TASK DETAILS> Search through the entries for the word "enabled" and copy every line that has it.

:: SUPPLIED ENTRIES ::

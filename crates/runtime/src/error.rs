use thiserror::Error;
use turn_core::{ConfigError, Faction};

/// Errors raised while setting up a simulation.
#[derive(Debug, Error)]
pub enum SimError {
    #[error("map {width}x{height} is too small (minimum {min_width}x{min_height})")]
    MapTooSmall {
        width: u32,
        height: u32,
        min_width: u32,
        min_height: u32,
    },

    #[error("map {width}x{height} is too large (maximum side {max_side})")]
    MapTooLarge {
        width: u32,
        height: u32,
        max_side: u32,
    },

    #[error("no free tile left to place a {0}")]
    NoFreeTile(Faction),

    #[error("invalid turn-system configuration: {0}")]
    Config(#[from] ConfigError),
}

pub type Result<T> = std::result::Result<T, SimError>;
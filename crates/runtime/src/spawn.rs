//! Hostile creation for initial placement and natural spawning.

use std::fmt;

use tracing::debug;
use turn_core::{EntityRef, EntitySpec, Position, RngOracle, SpawnFactory, SpeedTier};

use crate::rng::SeededRng;
use crate::world::{Creature, GridWorld};

/// Monster archetypes. Each maps to a speed tier and base stats.
#[derive(Clone, Copy, Debug, PartialEq, Eq)]
pub enum MonsterKind {
    Ooze,
    Goblin,
    Bat,
}

impl MonsterKind {
    /// Picks a kind from a per-mille roll: 20% ooze, 60% goblin, 20% bat.
    pub fn from_roll(roll: u32) -> Self {
        match roll {
            0..200 => MonsterKind::Ooze,
            200..800 => MonsterKind::Goblin,
            _ => MonsterKind::Bat,
        }
    }

    pub const fn speed_tier(self) -> SpeedTier {
        match self {
            MonsterKind::Ooze => SpeedTier::Slow,
            MonsterKind::Goblin => SpeedTier::Normal,
            MonsterKind::Bat => SpeedTier::Fast,
        }
    }

    /// `(health, attack)`.
    pub const fn stats(self) -> (i32, i32) {
        match self {
            MonsterKind::Ooze => (16, 3),
            MonsterKind::Goblin => (10, 2),
            MonsterKind::Bat => (5, 1),
        }
    }
}

impl fmt::Display for MonsterKind {
    fn fmt(&self, f: &mut fmt::Formatter<'_>) -> fmt::Result {
        f.write_str(match self {
            MonsterKind::Ooze => "ooze",
            MonsterKind::Goblin => "goblin",
            MonsterKind::Bat => "bat",
        })
    }
}

/// Rolls a monster kind, places it, and hands out increasing entity ids.
#[derive(Clone, Debug)]
pub struct MonsterFactory {
    next_id: u32,
    rng: SeededRng,
}

impl MonsterFactory {
    pub fn new(first_id: u32, rng: SeededRng) -> Self {
        Self {
            next_id: first_id,
            rng,
        }
    }

    pub fn next_id(&self) -> u32 {
        self.next_id
    }
}

impl SpawnFactory<GridWorld> for MonsterFactory {
    fn create_hostile(&mut self, world: &mut GridWorld, position: Position) -> Option<EntitySpec> {
        let kind = MonsterKind::from_roll(self.rng.roll_permille());
        let entity = EntityRef::hostile(self.next_id);
        let (health, attack) = kind.stats();

        if !world.spawn_creature(Creature::new(entity, position).with_stats(health, attack)) {
            return None;
        }
        self.next_id += 1;
        debug!(entity = %entity.id, %kind, %position, "hostile created");
        Some(EntitySpec::new(entity, kind.speed_tier()))
    }
}
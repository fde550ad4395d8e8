//! Declarative turn-system configuration.
//!
//! Everything the scheduler needs to know about phase order, speed tiers,
//! end-of-turn processing, and natural spawning is supplied by the caller as a
//! [`TurnSystemConfig`]. The `Default` implementation reproduces the stock
//! dungeon rules.

use std::collections::HashSet;

use crate::error::ConfigError;
use crate::phase::{Phase, Slot};
use crate::state::SpeedTier;

/// Gate evaluated per entity before a phase dispatches it.
#[derive(
    Clone,
    Copy,
    Debug,
    PartialEq,
    Eq,
    Hash,
    strum::Display,
    strum::EnumString,
    strum::AsRefStr,
)]
#[cfg_attr(
    feature = "serde",
    derive(serde::Serialize, serde::Deserialize),
    serde(try_from = "String", into = "String")
)]
#[strum(serialize_all = "kebab-case")]
pub enum PhaseCondition {
    /// Only entities of the fast tier take part.
    FastEntitiesOnly,
    /// The phase runs only while the tracked player is fast.
    PlayerIsFast,
    /// Slow entities sit the phase out.
    ExcludeSlow,
    /// Attacks and item use are not dispatched (or accepted) in this phase.
    MovementOnly,
}

impl TryFrom<String> for PhaseCondition {
    type Error = ConfigError;

    fn try_from(name: String) -> Result<Self, Self::Error> {
        name.parse().map_err(|_| ConfigError::UnknownCondition(name))
    }
}

impl From<PhaseCondition> for String {
    fn from(condition: PhaseCondition) -> Self {
        condition.as_ref().to_owned()
    }
}

/// A phase plus the conditions gating its participants.
#[derive(Clone, Debug, PartialEq, Eq)]
#[cfg_attr(feature = "serde", derive(serde::Serialize, serde::Deserialize))]
pub struct PhaseConfig {
    pub phase: Phase,
    #[cfg_attr(feature = "serde", serde(default))]
    pub conditions: Vec<PhaseCondition>,
}

impl PhaseConfig {
    pub fn new(phase: Phase) -> Self {
        Self {
            phase,
            conditions: Vec::new(),
        }
    }

    pub fn with_condition(mut self, condition: PhaseCondition) -> Self {
        self.conditions.push(condition);
        self
    }

    pub fn is_movement_only(&self) -> bool {
        self.conditions.contains(&PhaseCondition::MovementOnly)
    }
}

/// What a single action slot of a speed tier allows.
#[derive(Clone, Copy, Debug, PartialEq, Eq)]
#[cfg_attr(
    feature = "serde",
    derive(serde::Serialize, serde::Deserialize),
    serde(default)
)]
pub struct ActionSlotConfig {
    pub enabled: bool,
    pub can_move: bool,
    pub can_attack: bool,
    pub can_use_item: bool,
    /// Suppress this slot when the entity ended its first slot next to an enemy.
    pub adjacency_skip_rule: bool,
    /// Turns to sit out between first-slot actions (slow tier only).
    pub skip_turns: u32,
}

impl ActionSlotConfig {
    pub const DISABLED: Self = Self {
        enabled: false,
        can_move: false,
        can_attack: false,
        can_use_item: false,
        adjacency_skip_rule: false,
        skip_turns: 0,
    };

    pub const FULL: Self = Self {
        enabled: true,
        can_move: true,
        can_attack: true,
        can_use_item: true,
        adjacency_skip_rule: false,
        skip_turns: 0,
    };

    pub const fn with_adjacency_skip(mut self) -> Self {
        self.adjacency_skip_rule = true;
        self
    }

    pub const fn with_skip_turns(mut self, turns: u32) -> Self {
        self.skip_turns = turns;
        self
    }
}

impl Default for ActionSlotConfig {
    fn default() -> Self {
        Self::DISABLED
    }
}

/// The two slot configurations of one speed tier.
#[derive(Clone, Copy, Debug, PartialEq, Eq)]
#[cfg_attr(feature = "serde", derive(serde::Serialize, serde::Deserialize))]
pub struct TierSlots {
    pub slot1: ActionSlotConfig,
    pub slot2: ActionSlotConfig,
}

impl TierSlots {
    pub const fn new(slot1: ActionSlotConfig, slot2: ActionSlotConfig) -> Self {
        Self { slot1, slot2 }
    }

    pub const fn slot(&self, slot: Slot) -> &ActionSlotConfig {
        match slot {
            Slot::First => &self.slot1,
            Slot::Second => &self.slot2,
        }
    }
}

/// Per-tier slot tables. A missing tier is a configuration gap and resolves to
/// [`crate::engine::FALLBACK_SLOTS`].
#[derive(Clone, Debug, PartialEq, Eq)]
#[cfg_attr(feature = "serde", derive(serde::Serialize, serde::Deserialize))]
pub struct SpeedSystemConfig {
    pub slow: Option<TierSlots>,
    pub normal: Option<TierSlots>,
    pub fast: Option<TierSlots>,
}

impl SpeedSystemConfig {
    pub const DEFAULT_SLOW_SKIP_TURNS: u32 = 1;

    pub fn tier(&self, tier: SpeedTier) -> Option<&TierSlots> {
        match tier {
            SpeedTier::Slow => self.slow.as_ref(),
            SpeedTier::Normal => self.normal.as_ref(),
            SpeedTier::Fast => self.fast.as_ref(),
        }
    }

    pub fn set_tier(&mut self, tier: SpeedTier, slots: Option<TierSlots>) {
        match tier {
            SpeedTier::Slow => self.slow = slots,
            SpeedTier::Normal => self.normal = slots,
            SpeedTier::Fast => self.fast = slots,
        }
    }
}

impl Default for SpeedSystemConfig {
    fn default() -> Self {
        Self {
            slow: Some(TierSlots::new(
                ActionSlotConfig::FULL.with_skip_turns(Self::DEFAULT_SLOW_SKIP_TURNS),
                ActionSlotConfig::DISABLED,
            )),
            normal: Some(TierSlots::new(
                ActionSlotConfig::FULL,
                ActionSlotConfig::DISABLED,
            )),
            fast: Some(TierSlots::new(
                ActionSlotConfig::FULL,
                ActionSlotConfig::FULL.with_adjacency_skip(),
            )),
        }
    }
}

/// Post-turn effect run by the end-of-turn pipeline.
#[derive(
    Clone,
    Copy,
    Debug,
    PartialEq,
    Eq,
    Hash,
    strum::Display,
    strum::EnumString,
    strum::AsRefStr,
)]
#[cfg_attr(
    feature = "serde",
    derive(serde::Serialize, serde::Deserialize),
    serde(try_from = "String", into = "String")
)]
#[strum(serialize_all = "kebab-case")]
pub enum EndTurnProcess {
    DeathCheck,
    StatusRecovery,
    SlipDamage,
    HungerDecrease,
}

impl TryFrom<String> for EndTurnProcess {
    type Error = ConfigError;

    fn try_from(name: String) -> Result<Self, Self::Error> {
        name.parse().map_err(|_| ConfigError::UnknownEndTurnProcess(name))
    }
}

impl From<EndTurnProcess> for String {
    fn from(process: EndTurnProcess) -> Self {
        process.as_ref().to_owned()
    }
}

#[derive(Clone, Copy, Debug, PartialEq, Eq)]
#[cfg_attr(feature = "serde", derive(serde::Serialize, serde::Deserialize))]
pub struct EndTurnStep {
    pub process: EndTurnProcess,
    pub order: u32,
}

impl EndTurnStep {
    pub const fn new(process: EndTurnProcess, order: u32) -> Self {
        Self { process, order }
    }
}

/// One band of the cumulative spawn-count table.
///
/// Thresholds are expressed in per-mille so sampling stays in integer
/// arithmetic: a roll in `0..1000` selects the first band whose threshold
/// exceeds it.
#[derive(Clone, Copy, Debug, PartialEq, Eq)]
#[cfg_attr(feature = "serde", derive(serde::Serialize, serde::Deserialize))]
pub struct SpawnCountBand {
    pub count: u32,
    pub cumulative_permille: u32,
}

impl SpawnCountBand {
    pub const fn new(count: u32, cumulative_permille: u32) -> Self {
        Self {
            count,
            cumulative_permille,
        }
    }
}

/// Natural-spawn tuning for the population controller.
#[derive(Clone, Debug, PartialEq, Eq)]
#[cfg_attr(
    feature = "serde",
    derive(serde::Serialize, serde::Deserialize),
    serde(default)
)]
pub struct PopulationConfig {
    /// Spawning is considered on turns divisible by this value (0 disables it).
    pub spawn_interval: u64,
    /// No spawns while this many hostiles are tracked.
    pub population_cap: usize,
    /// Rooms already holding this many hostiles are skipped.
    pub room_capacity: usize,
    pub min_room_width: u32,
    pub min_room_height: u32,
    /// Tile picks per spawn unit before the unit is abandoned.
    pub max_tile_attempts: u32,
    pub spawn_count_table: Vec<SpawnCountBand>,
}

impl PopulationConfig {
    pub const DEFAULT_SPAWN_INTERVAL: u64 = 30;
    pub const DEFAULT_POPULATION_CAP: usize = 20;
    pub const DEFAULT_ROOM_CAPACITY: usize = 5;
    pub const DEFAULT_MIN_ROOM_SIZE: u32 = 3;
    pub const DEFAULT_MAX_TILE_ATTEMPTS: u32 = 10;

    /// P(2)=0.05, P(3)=0.20, P(4)=0.50, P(5)=0.20, P(6)=0.05.
    pub const DEFAULT_SPAWN_COUNT_TABLE: [SpawnCountBand; 5] = [
        SpawnCountBand::new(2, 50),
        SpawnCountBand::new(3, 250),
        SpawnCountBand::new(4, 750),
        SpawnCountBand::new(5, 950),
        SpawnCountBand::new(6, 1000),
    ];
}

impl Default for PopulationConfig {
    fn default() -> Self {
        Self {
            spawn_interval: Self::DEFAULT_SPAWN_INTERVAL,
            population_cap: Self::DEFAULT_POPULATION_CAP,
            room_capacity: Self::DEFAULT_ROOM_CAPACITY,
            min_room_width: Self::DEFAULT_MIN_ROOM_SIZE,
            min_room_height: Self::DEFAULT_MIN_ROOM_SIZE,
            max_tile_attempts: Self::DEFAULT_MAX_TILE_ATTEMPTS,
            spawn_count_table: Self::DEFAULT_SPAWN_COUNT_TABLE.to_vec(),
        }
    }
}

/// Complete configuration consumed by [`crate::TurnScheduler`].
#[derive(Clone, Debug, PartialEq, Eq)]
#[cfg_attr(
    feature = "serde",
    derive(serde::Serialize, serde::Deserialize),
    serde(default)
)]
pub struct TurnSystemConfig {
    pub phases: Vec<PhaseConfig>,
    pub speed: SpeedSystemConfig,
    pub end_turn: Vec<EndTurnStep>,
    pub population: PopulationConfig,
}

impl TurnSystemConfig {
    pub fn default_phases() -> Vec<PhaseConfig> {
        Phase::DEFAULT_ORDER
            .iter()
            .map(|&phase| {
                let config = PhaseConfig::new(phase);
                match phase {
                    Phase::PlayerAction(Slot::Second) => {
                        config.with_condition(PhaseCondition::PlayerIsFast)
                    }
                    Phase::EnemyAction(Slot::Second) | Phase::AllyAction(Slot::Second) => {
                        config.with_condition(PhaseCondition::FastEntitiesOnly)
                    }
                    _ => config,
                }
            })
            .collect()
    }

    pub fn default_end_turn() -> Vec<EndTurnStep> {
        vec![
            EndTurnStep::new(EndTurnProcess::DeathCheck, 1),
            EndTurnStep::new(EndTurnProcess::StatusRecovery, 2),
            EndTurnStep::new(EndTurnProcess::SlipDamage, 3),
            EndTurnStep::new(EndTurnProcess::HungerDecrease, 4),
        ]
    }

    pub fn with_phases(mut self, phases: Vec<PhaseConfig>) -> Self {
        self.phases = phases;
        self
    }

    pub fn with_end_turn(mut self, steps: Vec<EndTurnStep>) -> Self {
        self.end_turn = steps;
        self
    }

    pub fn with_population(mut self, population: PopulationConfig) -> Self {
        self.population = population;
        self
    }

    /// End-turn steps in ascending `order`, independent of declaration order.
    pub fn sorted_end_turn(&self) -> Vec<EndTurnStep> {
        let mut steps = self.end_turn.clone();
        steps.sort_by_key(|step| step.order);
        steps
    }

    pub fn phase(&self, index: usize) -> Option<&PhaseConfig> {
        self.phases.get(index)
    }

    /// Checks structural invariants the scheduler relies on.
    ///
    /// # Errors
    ///
    /// Returns [`ConfigError`] for an empty phase list, a repeated phase, or a
    /// repeated end-turn `order` value.
    pub fn validate(&self) -> Result<(), ConfigError> {
        if self.phases.is_empty() {
            return Err(ConfigError::EmptyPhaseList);
        }

        let mut phases = HashSet::new();
        for config in &self.phases {
            if !phases.insert(config.phase) {
                return Err(ConfigError::DuplicatePhase {
                    phase: config.phase,
                });
            }
        }

        let mut orders = HashSet::new();
        for step in &self.end_turn {
            if !orders.insert(step.order) {
                return Err(ConfigError::DuplicateEndTurnOrder { order: step.order });
            }
        }

        Ok(())
    }
}

impl Default for TurnSystemConfig {
    fn default() -> Self {
        Self {
            phases: Self::default_phases(),
            speed: SpeedSystemConfig::default(),
            end_turn: Self::default_end_turn(),
            population: PopulationConfig::default(),
        }
    }
}
//! Entity references and the scheduler-owned state attached to them.
//!
//! The world owns entities; the scheduler only holds [`EntityRef`] handles and
//! the per-entity bookkeeping in [`TurnManager`].
mod common;
mod turn;

pub use common::{EntityId, EntityRef, Faction, Position, SpeedTier};
pub use turn::{
    EntitySpec, EntityTurnState, PhaseEntityState, SlotActions, SlotOverride, SlotState,
    SpeedOverride, TurnManager,
};
//! Common error infrastructure for turn-core.
//!
//! Domain-specific errors (`ActionError`, `CollaboratorError`) live beside the
//! code that raises them; this module holds the shared severity classification
//! and the configuration errors.
//!
//! Nothing in this crate aborts an in-progress turn. Errors either reject a
//! caller request before any state changes, or are logged and degrade the
//! affected entities to a skip.

use crate::phase::Phase;

/// Severity level of an error, used for categorization and logging.
#[derive(Clone, Copy, Debug, PartialEq, Eq, Hash)]
pub enum ErrorSeverity {
    /// The same request may succeed later (different phase, collaborator wired up).
    Recoverable,

    /// Invalid input that should be rejected without retry.
    Validation,

    /// Unexpected state inconsistency; indicates a bug in a caller or collaborator.
    Internal,
}

impl ErrorSeverity {
    pub const fn as_str(&self) -> &'static str {
        match self {
            Self::Recoverable => "recoverable",
            Self::Validation => "validation",
            Self::Internal => "internal",
        }
    }

    pub const fn is_recoverable(&self) -> bool {
        matches!(self, Self::Recoverable)
    }
}

/// Common trait for all turn-core errors.
pub trait SchedulerError: core::fmt::Display + core::fmt::Debug {
    fn severity(&self) -> ErrorSeverity;

    /// Static identifier for this error variant, suitable for log fields.
    fn error_code(&self) -> &'static str;
}

/// Errors raised while parsing or validating a [`crate::TurnSystemConfig`].
#[derive(Clone, Debug, PartialEq, Eq, thiserror::Error)]
pub enum ConfigError {
    #[error("unknown phase name '{0}'")]
    UnknownPhase(String),

    #[error("unknown phase condition '{0}'")]
    UnknownCondition(String),

    #[error("unknown end-turn process '{0}'")]
    UnknownEndTurnProcess(String),

    #[error("phase list is empty")]
    EmptyPhaseList,

    #[error("end-turn order {order} is declared more than once")]
    DuplicateEndTurnOrder { order: u32 },

    #[error("phase {phase} is listed more than once")]
    DuplicatePhase { phase: Phase },
}

impl SchedulerError for ConfigError {
    fn severity(&self) -> ErrorSeverity {
        ErrorSeverity::Validation
    }

    fn error_code(&self) -> &'static str {
        match self {
            Self::UnknownPhase(_) => "CONFIG_UNKNOWN_PHASE",
            Self::UnknownCondition(_) => "CONFIG_UNKNOWN_CONDITION",
            Self::UnknownEndTurnProcess(_) => "CONFIG_UNKNOWN_END_TURN_PROCESS",
            Self::EmptyPhaseList => "CONFIG_EMPTY_PHASE_LIST",
            Self::DuplicateEndTurnOrder { .. } => "CONFIG_DUPLICATE_END_TURN_ORDER",
            Self::DuplicatePhase { .. } => "CONFIG_DUPLICATE_PHASE",
        }
    }
}
//! Deterministic turn scheduling for a tile-based dungeon crawler.
//!
//! `turn-core` decides whose turn it is, how many actions each entity gets,
//! in what order, and what happens when an action fails. Everything else
//! (pathing, damage, AI choices, status effects, map generation) belongs to
//! collaborators the caller wires up through [`env::Env`].
//! [`engine::TurnScheduler`] is the entry point; its behaviour is driven by a
//! caller-supplied [`config::TurnSystemConfig`].
pub mod action;
pub mod config;
pub mod engine;
pub mod env;
pub mod error;
pub mod phase;
pub mod state;

pub use action::{Action, ActionData, ActionError, ActionKind, ActionOutcome, SkipReason};
pub use config::{
    ActionSlotConfig, EndTurnProcess, EndTurnStep, PhaseCondition, PhaseConfig, PopulationConfig,
    SpawnCountBand, SpeedSystemConfig, TierSlots, TurnSystemConfig,
};
pub use engine::{
    Dispatch, DispatchOrigin, EndOfTurnPipeline, EndStepReport, EndTurnOutcome, PhaseExecutor,
    PhaseReport, PopulationController, RetryQueue, SpawnReport, SpeedTierPolicy, TurnReport,
    TurnScheduler, sample_spawn_count,
};
pub use env::{
    AiPlanner, AttackOutcome, CellKind, CollaboratorError, CollaboratorKind, Combat, Decision,
    EffectProcessor, Env, Items, MoveOutcome, Movement, PcgRng, RngOracle, Room, SpawnFactory,
    Traps, World,
};
pub use error::{ConfigError, ErrorSeverity, SchedulerError};
pub use phase::{Phase, Slot};
pub use state::{
    EntityId, EntityRef, EntitySpec, EntityTurnState, Faction, PhaseEntityState, Position,
    SlotActions, SlotOverride, SlotState, SpeedOverride, SpeedTier, TurnManager,
};
//! Grid-world simulation harness for `turn-core`.
//!
//! Provides a concrete dungeon ([`GridWorld`]), an implementation of every
//! collaborator the scheduler consumes, and a [`Simulation`] driver that owns
//! the world and the scheduler and plays whole turns. The `turn-sim` binary
//! wires these together from environment configuration.

pub mod agents;
pub mod config;
pub mod effects;
pub mod error;
pub mod logging;
pub mod rng;
pub mod simulation;
pub mod spawn;
pub mod world;

pub use agents::{ChasePlanner, GridMovement, MeleeCombat, POTION, PotionItems};
pub use config::SimConfig;
pub use effects::{HungerDecay, SlipDamage, SpikeTraps, StatusRecovery};
pub use error::{Result, SimError};
pub use rng::SeededRng;
pub use simulation::{RunSummary, Simulation};
pub use spawn::{MonsterFactory, MonsterKind};
pub use world::{Creature, GridWorld};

:::

WORKED SOLUTION>
    pub enabled: bool,
        enabled: false,
        enabled: true,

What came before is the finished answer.